Uganda hosts conference on Africa’s future
Kampala, Uganda (PANA) = Political and business leaders on Tuesday met in Kampala, Uganda, to discuss the future of Africa, focusing especially on the economy and how it will serve the youth.
The two-day conference, which was under the theme of “Leadership needed to Catalyse Africa’s Transformation”, , was opened by Uganda’s President Yoweri Museveni.
The event, attended by Somalia’s President Mohamed Abdullahi Mohamed, Kenya’s Vice President William Ruto and Tanzania’s Vice President Samia Suluhu, also attracted hundreds of top business executives.
Nigerian economist and billionaire Tony Elumelu, chairman of Heirs Holdings, gave the key note address, delving into what he considered to be the roadblocks to Africa’s development.
He said failure to speedily transform from feudal organisation exposed African societies to colonialism, which robbed them of vital resources and led to ‘ideological disorientation’.
Commenting on the effects of colonialism on African society, Museveni said: “The feudal class of Africa that competed for power with colonialists was decimated, leaving only the peasantry. Many years of fascist revolution didn’t deliver social transformation.”
After independence, Museveni said African economies still got the formula wrong and transformation was slow. During the 1960s, he said, economists talked about growth and development, especially emphasizing quantitative expansion of their respective sectors, instead of focusing on transformation.
For transformation to occur, Museveni said African economies must work to expand the private sector and remove the ‘strategic bottlenecks’ that bedeviled them and do away with ‘ideological disorientation’.
“Apart from liberating the private sector, we say that ideological transformation is another bottleneck of transformation which then leads to a weak state,” Museveni said.
“By addressing the issues of education and health, we will have removed two strategic bottlenecks.”
In his keynote address, Elumelu said: “We have growth today but we need more inclusive growth.

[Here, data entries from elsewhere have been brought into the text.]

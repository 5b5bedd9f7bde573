//! Canonical serialisation for content addressing.
//!
//! A node's hash must be a pure function of its fields (minus the hash field
//! itself), so the bytes fed to the hash function have to be canonical:
//!
//! - The node's own `hash` field is cleared to the unset sentinel first.
//! - Compact JSON, no whitespace between tokens.
//! - Object keys sorted lexicographically at every nesting level.
//! - Payload bytes hex-encoded (arrays preserve element order).
//!
//! Two replicas that build the same logical node therefore produce the same
//! byte sequence and receive the same label from Storage.

use serde_json::Value;

use crate::hash::Hash;
use crate::node::Node;

/// Produce the canonical byte form of a node for hashing.
///
/// The node's `hash` field is replaced by the unset sentinel before
/// serialisation, so a stamped and an unstamped copy of the same node
/// canonicalise identically.
///
/// # Errors
///
/// Returns `serde_json::Error` if the node fails to serialise.
pub fn canonical_node_form(node: &Node) -> Result<String, serde_json::Error> {
    let mut unstamped = node.clone();
    unstamped.hash = Hash::unset();
    let value = serde_json::to_value(&unstamped)?;
    Ok(canonicalize_json(&value))
}

/// Produce a canonical JSON string from a [`serde_json::Value`].
///
/// Keys at every object level are sorted lexicographically. Output is
/// compact (no extraneous whitespace).
#[must_use]
pub fn canonicalize_json(value: &Value) -> String {
    let mut buf = String::new();
    write_canonical(value, &mut buf);
    buf
}

fn write_canonical(value: &Value, buf: &mut String) {
    match value {
        Value::Null => buf.push_str("null"),
        Value::Bool(b) => buf.push_str(if *b { "true" } else { "false" }),
        Value::Number(n) => buf.push_str(&n.to_string()),
        Value::String(s) => {
            // serde_json's escaping keeps string bytes canonical
            buf.push_str(&serde_json::to_string(s).expect("string serialization cannot fail"));
        }
        Value::Array(arr) => {
            buf.push('[');
            for (i, item) in arr.iter().enumerate() {
                if i > 0 {
                    buf.push(',');
                }
                write_canonical(item, buf);
            }
            buf.push(']');
        }
        Value::Object(map) => {
            let mut keys: Vec<&String> = map.keys().collect();
            keys.sort();

            buf.push('{');
            for (i, key) in keys.iter().enumerate() {
                if i > 0 {
                    buf.push(',');
                }
                buf.push_str(
                    &serde_json::to_string(key).expect("string serialization cannot fail"),
                );
                buf.push(':');
                if let Some(val) = map.get(*key) {
                    write_canonical(val, buf);
                }
            }
            buf.push('}');
        }
    }
}

/// Serde adapter encoding `Vec<u8>` as a lowercase hex string.
pub mod hex_bytes {
    use std::fmt::Write as _;

    use serde::de::Error as _;
    use serde::{Deserialize, Deserializer, Serializer};

    /// Serialize bytes as lowercase hex.
    ///
    /// # Errors
    ///
    /// Propagates serializer errors.
    pub fn serialize<S: Serializer>(bytes: &[u8], serializer: S) -> Result<S::Ok, S::Error> {
        let mut hex = String::with_capacity(bytes.len() * 2);
        for byte in bytes {
            let _ = write!(hex, "{byte:02x}");
        }
        serializer.serialize_str(&hex)
    }

    /// Deserialize lowercase hex into bytes.
    ///
    /// # Errors
    ///
    /// Fails on odd-length input or non-hex digits.
    pub fn deserialize<'de, D: Deserializer<'de>>(deserializer: D) -> Result<Vec<u8>, D::Error> {
        let hex = String::deserialize(deserializer)?;
        if hex.len() % 2 != 0 {
            return Err(D::Error::custom("hex payload has odd length"));
        }
        hex.as_bytes()
            .chunks(2)
            .map(|pair| {
                let digits =
                    std::str::from_utf8(pair).map_err(|_| D::Error::custom("non-ascii hex"))?;
                u8::from_str_radix(digits, 16)
                    .map_err(|_| D::Error::custom(format!("invalid hex pair '{digits}'")))
            })
            .collect()
    }
}

// ---------------------------------------------------------------------------
// Tests
// ---------------------------------------------------------------------------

Today, we have inequalities where the poor are getting poorer and the rich richer.”
Speaking on the theme, stated: “We need leaders who care about humanity, who are interested and genuinely committed to leaving the society better than they found it; leaders who understand legacy and care about the future of Africa.”
Elumelu said the middle class in Africa was almost disappearing, which was why he said the search for the kind of leadership he referred to “must be a long exercise”.
“Leadership isn’t about the public sector, it's also about people and the private sector,” Elumelu stated, stressing that Africa in general faced immense inequality where the poor were getting poorer and the rich richer.
Ruto, the deputy president of Kenya, called for a surge in manufacturing as opposed to relying on primary production.
“Africa will truly be sovereign when we stop being a source of raw materials and a market for finished goods and become manufacturers of our own goods,” he said.
To spur investment, Ruto said investment in world class infrastructure and stable green energy sources must be prioritised.
The conference was organised by the Africa Strategic Leadership Centre, whose vision is “to achieve a shared agenda, followed with complementary actions for building social order, political stability and inclusive economic growth across the African continent”.
This ts the first of a number of conferences the think tank intends to organise under the theme “Africa Now Summit”.